I have never seen anything like this. It is Magical!!!


----------



## Sjlegrandma (Jan 18, 2013)

Wow. I love that idea. Well done. Thanks for showing us.


----------



## mikebkk (Oct 6, 2012)

That's wonderful. What an exciting adventure for a youngster.


----------



## rujam (Aug 19, 2011)

That is absolutely beautiful. A real treasure.


----------



## dotcarp2000 (Sep 5, 2011)

Jeannne said:


> When I was a children's school librarian I loved teaching the fairy tales. This was a fun project to keep the magic alive!


Very very clever and creative.


----------



## jeannietta (Mar 14, 2011)

I love your work! How did you do it? Or is it magic secret? BTW we have the same name - don't see too many spelled this way.

Jeanne


----------



## Katsch (Mar 15, 2011)

Love it!


----------



## amberdragon (Dec 12, 2011)

cerdeirocas said:


> Is very cool!


Way cool!!
Blessings


----------



## pleezed2pleez (Jun 14, 2011)

a treasure


----------



## randiejg (Oct 29, 2011)

Its awesome. Very unique and I'm sure will be an heirloom someone will hold on to and pass down.

My daughter did something similar, but not quite as elaborate, for a book used during her wedding ceremony.

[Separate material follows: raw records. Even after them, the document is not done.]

//! Feed module: the scheduled "rebuild feed" path
//!
//! This module contains:
//! - Item generation with title recovery from stored metadata
//! - RSS 2.0 serialization
//! - Publishing the document to its fixed key

mod generator;
mod publisher;
mod rss;

pub use generator::{resolve_title, FeedGenerator, TitleLookup};
pub use publisher::FeedPublisher;
pub use rss::{write_rss, Channel};

use crate::config::Config;
use crate::storage::ObjectStore;
use crate::strip::{format_date, parse_date};
use crate::Result;
use chrono::{NaiveDate, Utc};
use serde::{Serialize, Serializer};
use std::sync::Arc;
use tracing::info;

/// One day of the feed
#[derive(Debug, Clone, PartialEq, Eq, Serialize)]
pub struct FeedItem {
    #[serde(serialize_with = "serialize_date")]
    pub date: NaiveDate,
    pub title: String,
    pub image_url: String,

    /// Set when no stored title was found and the date-based one is used
    #[serde(skip)]
    pub title_fabricated: bool,
}

impl FeedItem {
    /// RFC 2822 timestamp at midnight UTC of the item date
    pub fn pub_date(&self) -> String {
        self.date
            .and_hms_opt(0, 0, 0)
            .map(|midnight| midnight.and_utc().to_rfc2822())
            .unwrap_or_default()
    }
}

fn serialize_date<S: Serializer>(
    date: &NaiveDate,
    serializer: S,
) -> std::result::Result<S::Ok, S::Error> {
    serializer.serialize_str(&format_date(*date))
}

/// Result of a gen-feed invocation
#[derive(Debug, Clone, PartialEq, Eq, Serialize)]
pub struct GenFeedOutput {
    pub feed_url: String,
    pub items: usize,
}

/// Regenerates the whole feed from stored strips and uploads it
///
/// `start` defaults to the current UTC date.
pub async fn gen_feed(
    config: &Config,
    store: Arc<dyn ObjectStore>,
    start: Option<&str>,
) -> Result<GenFeedOutput> {
    let start_date = match start {
        Some(start) => parse_date(start)?,
        None => Utc::now().date_naive(),
    };

    info!("Generating feed for date {} ...", start_date);

    let items = FeedGenerator::new(store.clone(), config.storage.strips_prefix(), start_date)
        .with_length(config.feed.length)
        .with_concurrency(config.feed.concurrency)
        .items()
        .await;

    let channel = Channel {
        title: config.feed.title.clone(),
        link: config.feed.link.clone(),
        description: config.feed.description.clone(),
    };
    let xml = write_rss(&channel, &items)?;

    let feed_url = FeedPublisher::new(store, &config.feed.path)
        .publish(xml)
        .await?;

    Ok(GenFeedOutput {
        feed_url,
        items: items.len(),
    })
}
//! Strip copier
//!
//! Streams a strip image from the site into the object store and tags it with
//! the strip title so the feed generator can recover it later without
//! scraping again.

use crate::storage::{
    strip_key, Metadata, ObjectBody, ObjectStore, STRIP_CONTENT_TYPE, TITLE_METADATA_KEY,
};
use crate::strip::fetcher::fetch;
use crate::strip::Comic;
use crate::{DilbertError, Result};
use reqwest::Client;
use std::sync::Arc;
use tracing::info;

pub struct StripCopier {
    client: Client,
    store: Arc<dyn ObjectStore>,
    strips_dir: String,
}

impl StripCopier {
    pub fn new(client: Client, store: Arc<dyn ObjectStore>, strips_dir: &str) -> Self {
        Self {
            client,
            store,
            strips_dir: strips_dir.to_string(),
        }
    }

    /// Copies the strip image of `comic` to the store
    ///
    /// The response body is handed to the store as a stream. An empty title
    /// is not an error; the object is then stored without a `Title` entry.
    ///
    /// # Returns
    ///
    /// The public location of the stored image
    ///
    /// # Errors
    ///
    /// * Upstream error when the image cannot be fetched
    /// * Storage error when the upload fails
    pub async fn copy(&self, comic: &Comic) -> Result<String> {
        if comic.image_url.is_empty() {
            return Err(DilbertError::upstream(&comic.strip_url, "image URL not found"));
        }

        info!("Downloading strip {} from {} ...", comic.date, comic.image_url);
        let response = fetch(&self.client, &comic.image_url).await?;

        let key = strip_key(&self.strips_dir, &comic.date);
        let mut metadata = Metadata::new();
        if !comic.title.is_empty() {
            metadata.insert(TITLE_METADATA_KEY.to_string(), comic.title.clone());
        }

        info!("Uploading strip to {} ...", key);
        let location = self
            .store
            .put(
                &key,
                ObjectBody::from_response(response),
                STRIP_CONTENT_TYPE,
                metadata,
            )
            .await?;

        info!("Upload completed: {}", location);
        Ok(location)
    }
}

#[cfg(test)]
mod tests {
    use super::*;
    use crate::config::SiteConfig;
    use crate::storage::{MemoryStore, StorageError, StorageResult};
    use crate::strip::fetcher::build_http_client;
    use crate::ErrorKind;
    use async_trait::async_trait;
    use bytes::Bytes;
    use wiremock::matchers::{method, path};
    use wiremock::{Mock, MockServer, ResponseTemplate};

    const GIF: &[u8] = b"GIF89a\x01\x00\x01\x00\x80\x00\x00\xff\xff\xff\x00\x00\x00;";

    fn comic(server: &MockServer, title: &str) -> Comic {
        Comic {
            date: "2018-10-01".to_string(),
            title: title.to_string(),
            image_url: format!("{}/images/cda546d0a88c", server.uri()),
            strip_url: format!("{}/strip/2018-10-01", server.uri()),
        }
    }

    async fn image_server() -> MockServer {
        let server = MockServer::start().await;
        Mock::given(method("GET"))
            .and(path("/images/cda546d0a88c"))
            .respond_with(ResponseTemplate::new(200).set_body_raw(GIF, "image/gif"))
            .expect(1)
            .mount(&server)
            .await;
        server
    }

    fn copier(store: Arc<dyn ObjectStore>) -> StripCopier {
        let client = build_http_client(&SiteConfig::default()).unwrap();
        StripCopier::new(client, store, "strips/")
    }

    #[tokio::test]
    async fn test_copy_stores_image_with_title() {
        let server = image_server().await;
        let store = Arc::new(MemoryStore::new("https://dilbert-feed.s3.amazonaws.com"));

        let location = copier(store.clone())
            .copy(&comic(&server, "Use Company Products"))
            .await
            .unwrap();

        assert_eq!(
            location,
            "https://dilbert-feed.s3.amazonaws.com/strips/2018-10-01.gif"
        );

        let object = store.get("strips/2018-10-01.gif").await.unwrap();
        assert_eq!(object.body, Bytes::from_static(GIF));
        assert_eq!(object.content_type, "image/gif");
        assert_eq!(
            object.metadata.get("Title").map(String::as_str),
            Some("Use Company Products")
        );
    }

    #[tokio::test]
    async fn test_copy_with_empty_title() {
        let server = image_server().await;
        let store = Arc::new(MemoryStore::default());

        copier(store.clone()).copy(&comic(&server, "")).await.unwrap();

        let object = store.get("strips/2018-10-01.gif").await.unwrap();
        assert!(object.metadata.get("Title").is_none());
    }

    #[tokio::test]
    async fn test_copy_image_not_found() {
        let server = MockServer::start().await;
        Mock::given(method("GET"))
            .respond_with(ResponseTemplate::new(404))
            .mount(&server)
            .await;
        let store = Arc::new(MemoryStore::default());

        let err = copier(store.clone())
            .copy(&comic(&server, "Fine Lines"))
            .await
            .unwrap_err();

        assert_eq!(err.kind(), ErrorKind::Upstream);
        assert!(store.keys().await.is_empty());
    }

    struct FailingStore;

    #[async_trait]
    impl ObjectStore for FailingStore {
        async fn put(
            &self,
            key: &str,
            _body: ObjectBody,
            _content_type: &str,
            _metadata: Metadata,
        ) -> StorageResult<String> {
            Err(StorageError::Put {
                key: key.to_string(),
                message: "access denied".to_string(),
            })
        }

        async fn head_metadata(&self, key: &str) -> StorageResult<Metadata> {
            Err(StorageError::NotFound(key.to_string()))
        }

        fn location(&self, key: &str) -> String {
            key.to_string()
        }
    }

    #[tokio::test]
    async fn test_copy_upload_failure() {
        let server = image_server().await;

        let err = copier(Arc::new(FailingStore))
            .copy(&comic(&server, "Fine Lines"))
            .await
            .unwrap_err();

        assert_eq!(err.kind(), ErrorKind::Storage);
        assert!(err.to_string().contains("access denied"));
    }
}
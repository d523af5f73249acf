use std::cmp::Ordering;

use crate::binning::{DepthBinner, IntervalTable};
use crate::data::model::{CellValue, Dataset};
use crate::error::Result;

/// Where each row's group key comes from.
#[derive(Debug, Clone, PartialEq)]
pub enum GroupSource {
    /// An existing categorical column, used verbatim.
    Column(String),
    /// The interval label of a depth column.
    Intervals {
        depth_col: String,
        table: IntervalTable,
    },
}

impl GroupSource {
    /// Group key per row. Missing keys come back as [`CellValue::Null`].
    pub fn keys(&self, dataset: &Dataset) -> Result<Vec<CellValue>> {
        match self {
            GroupSource::Column(name) => {
                let idx = dataset.resolve_column(name)?;
                Ok(dataset
                    .column(idx)
                    .map(|cell| if cell.is_missing() { CellValue::Null } else { cell.clone() })
                    .collect())
            }
            GroupSource::Intervals { depth_col, table } => {
                DepthBinner::new(table).label_column(dataset, depth_col)
            }
        }
    }
}

/// Row permutation sorting by group key, then depth. Missing values sort
/// last; equal rows keep their input order.
pub fn stable_order(keys: &[CellValue], depths: Option<&[CellValue]>) -> Vec<usize> {
    let mut order: Vec<usize> = (0..keys.len()).collect();
    order.sort_by(|&a, &b| {
        cmp_missing_last(&keys[a], &keys[b]).then_with(|| match depths {
            Some(depths) => cmp_depth(&depths[a], &depths[b]),
            None => Ordering::Equal,
        })
    });
    order
}

fn cmp_missing_last(a: &CellValue, b: &CellValue) -> Ordering {
    match (a.is_missing(), b.is_missing()) {
        (true, true) => Ordering::Equal,
        (true, false) => Ordering::Greater,
        (false, true) => Ordering::Less,
        (false, false) => a.cmp(b),
    }
}

fn cmp_depth(a: &CellValue, b: &CellValue) -> Ordering {
    match (a.as_f64(), b.as_f64()) {
        (Some(x), Some(y)) => x.total_cmp(&y),
        (Some(_), None) => Ordering::Less,
        (None, Some(_)) => Ordering::Greater,
        (None, None) => cmp_missing_last(a, b),
    }
}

It was a themed wedding, of course.


----------



## Isuel (Sep 27, 2011)

Excellent!


----------



## joy-ous1 (Nov 4, 2011)

Unique and very pretty. :thumbup:


----------



## RosD (May 24, 2014)

Beautiful, I love it &#128158;


----------



## Hazel Blumberg - McKee (Sep 9, 2011)

This is absolutely, breathtakingly gorgeous!

Hazel


----------



## NCAknitter (Sep 28, 2013)




----------



## subtlewitch (Sep 30, 2012)

Awesome project! I love it&#9825;


----------



## dludlow (Mar 9, 2011)

That was just spectacular!! Loved looking at it. Thank you for sharing.

Donna


----------



## MrsMurdog (Apr 16, 2013)

What fun!


----------



## jacqui_c (Mar 30, 2011)

OMG!!!Very Cool!!! What a great gift! Especially for the 'tween' who thinks she's to old for fairy tales and not quite ready for Danielle Steel. There you have it! Thank you for sharing your marvelous imagination with us.


----------



## cainchar (Dec 14, 2012)

Oh my- this is wonderful! Well done!


----------



## Jeannne (Jan 25, 2013)

Jeannietta wrote: "How did you do it? Or is it magic secret?" 

No secret!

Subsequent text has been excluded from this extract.